In the anthology Prisons Have A Long Memory (created with the Ground Beneath Us group at Oregon State Penitentiary during Covid) editor Jimmy Kashi wrote, “I struggle with my mother’s mortality I struggle for my mother who puts on a brave face, /who hopes not to die till her son is free.” This past weekend, Jimmy’s mother joined him at the grill during Lakota Oyate-Ki’s Pow Wow at Oregon State Penitentiary. For this family, cooking together and caring for their friends, their family — and in this case, their adopted family — comes naturally. Jimmy is the president of the Asian Pacific Family Club, and it was his honor to help his Lakota brothers with the cooking in order that they might attend to their guests. The conditions at OSP provide special opportunities to keep people attached to their people at home and to the cultural traditions that bind them to ancestry.
Nonetheless, long- and life-sentences guarantee that familial lines are difficult if not impossible to keep tied in prison. The stress of separation produces lasting psychological and emotional consequence for both prisoners and family members alike. Kosal So’s homage to her feet, makes a visceral connection: “I am my mother’s flesh and blood locked behind the concrete and bars, without, the chance to wash the feet that carried me.” When the familial bond is disrupted, a new way of being in relationship to one another must be learned. There is a yearning for our people, a heartache for how things were before the separation. Some people will manage to redefine and rework their relationships. Others will turn away. These dynamics are complicated. They evolve as people move through time served.
For those of us who have lost someone important, a parent, a sibling, a child, grieving time is marked on a different calendar. The absence is profound, made particularly poignant by distance and inaccessibility. In Child of the Diaspora AbdurRashid Al’Wadud describes grieving for his mother: “Minutes turned to hours. Hours turned to days. Days turned to weeks. I fell into a funk of being.” AbdurRashid makes his way through the grieving with scholarship and prayer.
Nolan James Briden (who recently suffered a great loss) has no choice but to write himself forward. The writing isn’t always ink rolling across smooth paper though. Working through the emotions can feel like writing on sandpaper; it requires patience and putting things away for a time, then coming back with some distance. May 16 + Nine-Moons joins a growing stack of poems and prayers dedicated to his mother. Here, time is the refrain that connects Nolan to his mother — she carried him, and now he shifts his weight to carry her, measuring out the moons.

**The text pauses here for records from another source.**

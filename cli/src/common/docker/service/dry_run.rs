//! # Dry-Run Twins
//!
//! File: cli/src/common/docker/service/dry_run.rs
//!
//! ## Overview
//!
//! Every destructive operation of the engine service has a twin here that
//! returns a `ConfirmationInfo` and only ever calls list endpoints. The twin
//! shares its lookup with the real operation (`locate_container`,
//! `locate_image`, `locate_network`, `network_prune_targets`,
//! `image_prune_filters`), so what a user confirms is
//! what the operation targets.
//!
//! ## Safety tiers
//!
//! | Operation                         | Tier            | Reversible |
//! |-----------------------------------|-----------------|------------|
//! | remove stopped container          | LowRisk         | yes        |
//! | remove running container          | Moderate        | yes        |
//! | remove unreferenced image         | LowRisk         | yes        |
//! | remove referenced image           | HighRisk        | yes        |
//! | remove unused volume              | LowRisk         | no         |
//! | remove in-use volume              | HighRisk        | no         |
//! | remove network                    | LowRisk/HighRisk| no         |
//! | remove system network             | BulkDestructive | no         |
//! | any prune                         | BulkDestructive | images, containers, build cache |
//!
//! Tiers drive presentation only; they never change what the engine is asked to do.
//!
use super::actions::{image_prune_filters, network_prune_targets};
use super::listing::mounted_volume_names;
use super::EngineService;
use crate::common::docker::api::Filters;
use crate::common::docker::timeouts::{with_timeout, Timeouts};
use crate::common::docker::types::{
    format_bytes, is_system_network, trim_image_id, ConfirmationInfo, SafetyTier,
    SYSTEM_NETWORKS,
};
use crate::core::error::{OctoError, ResourceKind, Result};
use anyhow::anyhow;
use bollard::models::{ContainerSummary, ImageSummary};
use tracing::instrument;

const SYSTEM_NETWORK_WARNING: &str = "cannot delete system networks";

fn plural(n: usize, word: &str) -> String {
    if n == 1 {
        format!("1 {}", word)
    } else {
        format!("{} {}s", n, word)
    }
}

/// Containers (running or not) created from `image_id`.
fn containers_using(containers: &[ContainerSummary], image_id: &str) -> usize {
    containers
        .iter()
        .filter(|c| c.image_id.as_deref() == Some(image_id))
        .count()
}

fn image_label(image: &ImageSummary) -> String {
    match image.repo_tags.iter().find(|t| t.as_str() != "<none>:<none>") {
        Some(tag) => format!("{} ({})", tag, trim_image_id(&image.id)),
        None => format!("<none> ({})", trim_image_id(&image.id)),
    }
}

impl EngineService {
    #[instrument(skip(self), fields(container = %id))]
    pub async fn remove_container_dry_run(&self, id: &str, force: bool) -> Result<ConfirmationInfo> {
        let container = self.locate_container(id).await?;
        let label = format!("{} ({})", container.name, container.short_id);
        let base = if container.state.is_running() {
            let info = ConfirmationInfo::new(SafetyTier::Moderate, "Remove running container")
                .warn("container is currently running");
            if force {
                info.warn("it will be killed before removal")
            } else {
                info.warn("removal will be refused unless forced")
            }
        } else {
            ConfirmationInfo::new(SafetyTier::LowRisk, "Remove container")
        };
        Ok(base
            .describe(format!(
                "Remove container {} created from {}, freeing {}.",
                label,
                container.image,
                format_bytes(container.size_rw)
            ))
            .resources(vec![label])
            .reversible("recreate from image"))
    }

    #[instrument(skip(self), fields(image = %id))]
    pub async fn remove_image_dry_run(&self, id: &str, force: bool) -> Result<ConfirmationInfo> {
        let (target, containers) = tokio::try_join!(
            self.locate_image(id),
            self.fetch_containers(true, Filters::new())
        )?;
        let image = &target.image;
        let users = containers_using(&containers, &image.id);
        let label = image_label(image);
        let mut info = if users == 0 {
            ConfirmationInfo::new(SafetyTier::LowRisk, "Remove image")
        } else {
            let info = ConfirmationInfo::new(SafetyTier::HighRisk, "Remove image in use")
                .warn(format!("image used by {}", plural(users, "container")));
            if force {
                info
            } else {
                info.warn("the engine will refuse unless forced")
            }
        };
        let tags = image.repo_tags.len();
        if tags > 1 {
            info = info.warn(if target.by_tag() {
                format!(
                    "image has {} tags; only {} is removed and no space is freed",
                    tags, target.reference
                )
            } else {
                format!("image has {} tags; removing by id removes all of them", tags)
            });
        }
        Ok(info
            .describe(format!(
                "Remove image {} ({}). Untagged parent layers are removed too.",
                label,
                format_bytes(image.size.max(0) as u64)
            ))
            .resources(vec![label])
            .reversible("pull or rebuild the image"))
    }

    #[instrument(skip(self), fields(volume = %name))]
    pub async fn remove_volume_dry_run(&self, name: &str) -> Result<ConfirmationInfo> {
        let (volumes, containers) = tokio::try_join!(
            self.fetch_volumes(Filters::new()),
            self.fetch_containers(true, Filters::new())
        )?;
        let volume = volumes
            .into_iter()
            .find(|v| v.name == name)
            .ok_or_else(|| {
                anyhow!(OctoError::NotFound {
                    kind: ResourceKind::Volume,
                    id: name.to_string(),
                })
            })?;
        let info = if mounted_volume_names(&containers).contains(&volume.name) {
            ConfirmationInfo::new(SafetyTier::HighRisk, "Remove volume in use")
                .warn("volume is mounted by a container")
        } else {
            ConfirmationInfo::new(SafetyTier::LowRisk, "Remove volume")
        };
        Ok(info
            .describe(format!(
                "Remove volume {} ({} driver) at {}.",
                volume.name, volume.driver, volume.mountpoint
            ))
            .resources(vec![volume.name])
            .warn("data cannot be recovered"))
    }

    #[instrument(skip(self), fields(network = %id))]
    pub async fn remove_network_dry_run(&self, id: &str) -> Result<ConfirmationInfo> {
        if is_system_network(id) {
            return Ok(system_network_refusal(id));
        }
        let network = self.locate_network(id).await?;
        if network.is_system() {
            return Ok(system_network_refusal(&network.name));
        }
        let info = if network.containers > 0 {
            ConfirmationInfo::new(SafetyTier::HighRisk, "Remove network in use").warn(format!(
                "{} connected",
                plural(network.containers, "container")
            ))
        } else {
            ConfirmationInfo::new(SafetyTier::LowRisk, "Remove network")
        };
        Ok(info
            .describe(format!(
                "Remove network {} ({}, {} driver).",
                network.name, network.short_id, network.driver
            ))
            .resources(vec![network.name]))
    }

    #[instrument(skip(self))]
    pub async fn prune_containers_dry_run(&self) -> Result<ConfirmationInfo> {
        let stopped = self.stopped_containers().await?;
        let bytes: u64 = stopped.iter().map(|c| c.size_rw).sum();
        Ok(
            ConfirmationInfo::new(SafetyTier::BulkDestructive, "Prune stopped containers")
                .describe(format!(
                    "Remove {}, reclaiming about {}.",
                    plural(stopped.len(), "stopped container"),
                    format_bytes(bytes)
                ))
                .resources(
                    stopped
                        .iter()
                        .map(|c| format!("{} ({})", c.name, c.short_id))
                        .collect(),
                )
                .reversible("recreate from image"),
        )
    }

    #[instrument(skip(self))]
    pub async fn prune_images_dry_run(&self, all: bool) -> Result<ConfirmationInfo> {
        let targets: Vec<ImageSummary> = if all {
            let (images, containers) = tokio::try_join!(
                self.fetch_images(),
                self.fetch_containers(true, Filters::new())
            )?;
            images
                .into_iter()
                .filter(|image| containers_using(&containers, &image.id) == 0)
                .collect()
        } else {
            with_timeout(
                Timeouts::LIST,
                "list dangling images",
                self.api.list_images(false, image_prune_filters(false)),
            )
            .await?
        };
        let bytes: u64 = targets.iter().map(|i| i.size.max(0) as u64).sum();
        let scope = if all {
            "dangling and unreferenced image"
        } else {
            "dangling image"
        };
        let title = if all {
            "Prune unused images"
        } else {
            "Prune dangling images"
        };
        let mut info = ConfirmationInfo::new(SafetyTier::BulkDestructive, title)
            .describe(format!(
                "Remove {}, reclaiming about {}.",
                plural(targets.len(), scope),
                format_bytes(bytes)
            ))
            .resources(targets.iter().map(image_label).collect())
            .reversible("pull or rebuild the images");
        if all {
            info = info.warn("tagged images not used by any container are removed too");
        }
        Ok(info)
    }

    #[instrument(skip(self))]
    pub async fn prune_volumes_dry_run(&self) -> Result<ConfirmationInfo> {
        let unused = self.unused_volumes().await?;
        let bytes: u64 = unused.iter().filter_map(|v| v.size).sum();
        Ok(
            ConfirmationInfo::new(SafetyTier::BulkDestructive, "Prune unused volumes")
                .describe(format!(
                    "Remove {}, reclaiming about {}.",
                    plural(unused.len(), "unused volume"),
                    format_bytes(bytes)
                ))
                .resources(unused.into_iter().map(|v| v.name).collect())
                .warn("data cannot be recovered"),
        )
    }

    #[instrument(skip(self))]
    pub async fn prune_networks_dry_run(&self) -> Result<ConfirmationInfo> {
        let networks = self.fetch_networks().await?;
        let system: Vec<String> = networks
            .iter()
            .filter(|n| n.is_system())
            .map(|n| n.name.clone())
            .collect();
        let targets = network_prune_targets(networks);
        let mut info = ConfirmationInfo::new(SafetyTier::BulkDestructive, "Prune unused networks")
            .describe(format!(
                "Remove {} with no connected containers.",
                plural(targets.len(), "network")
            ))
            .resources(targets.into_iter().map(|n| n.name).collect());
        if !system.is_empty() {
            info = info.warn(format!(
                "{} excluded: {}",
                system.join(", "),
                SYSTEM_NETWORK_WARNING
            ));
        }
        Ok(info)
    }

    #[instrument(skip(self))]
    pub async fn prune_build_cache_dry_run(&self, all: bool) -> Result<ConfirmationInfo> {
        let usage = with_timeout(Timeouts::DISK_USAGE, "disk usage", self.api.disk_usage()).await?;
        let idle: Vec<_> = usage
            .build_cache
            .unwrap_or_default()
            .into_iter()
            .filter(|entry| !entry.in_use.unwrap_or(false))
            .collect();
        let bytes: u64 = idle
            .iter()
            .map(|entry| entry.size.unwrap_or(0).max(0) as u64)
            .sum();
        let mut info = ConfirmationInfo::new(SafetyTier::BulkDestructive, "Prune build cache")
            .describe(format!(
                "Remove up to {}, reclaiming up to {}.",
                plural(idle.len(), "idle cache entry"),
                format_bytes(bytes)
            ))
            .resources(idle.into_iter().filter_map(|entry| entry.id).collect())
            .reversible("rebuild to repopulate the cache");
        if !all {
            info = info.warn("recently used entries are kept unless --all is given");
        }
        Ok(info)
    }
}

fn system_network_refusal(name: &str) -> ConfirmationInfo {
    ConfirmationInfo::new(SafetyTier::BulkDestructive, "Remove system network")
        .describe(format!(
            "'{}' is one of the engine's own networks ({}).",
            name,
            SYSTEM_NETWORKS.join(", ")
        ))
        .resources(vec![name.to_string()])
        .warn(SYSTEM_NETWORK_WARNING)
}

From Coffee Creek in Wilsonville, Michelle Ehlers writes about the loss of her brother, and the devastation it wrought in her life in Stay with Me.We read the struggle in Michelle’s line lengths and rhyme scheme. After many years later, the recounting still contains the uneasy telling of the unresolved. | TDS
Great job! I was just there at pow-wow with Jimmy. Thanks for hosting the writing classes, they were insightful.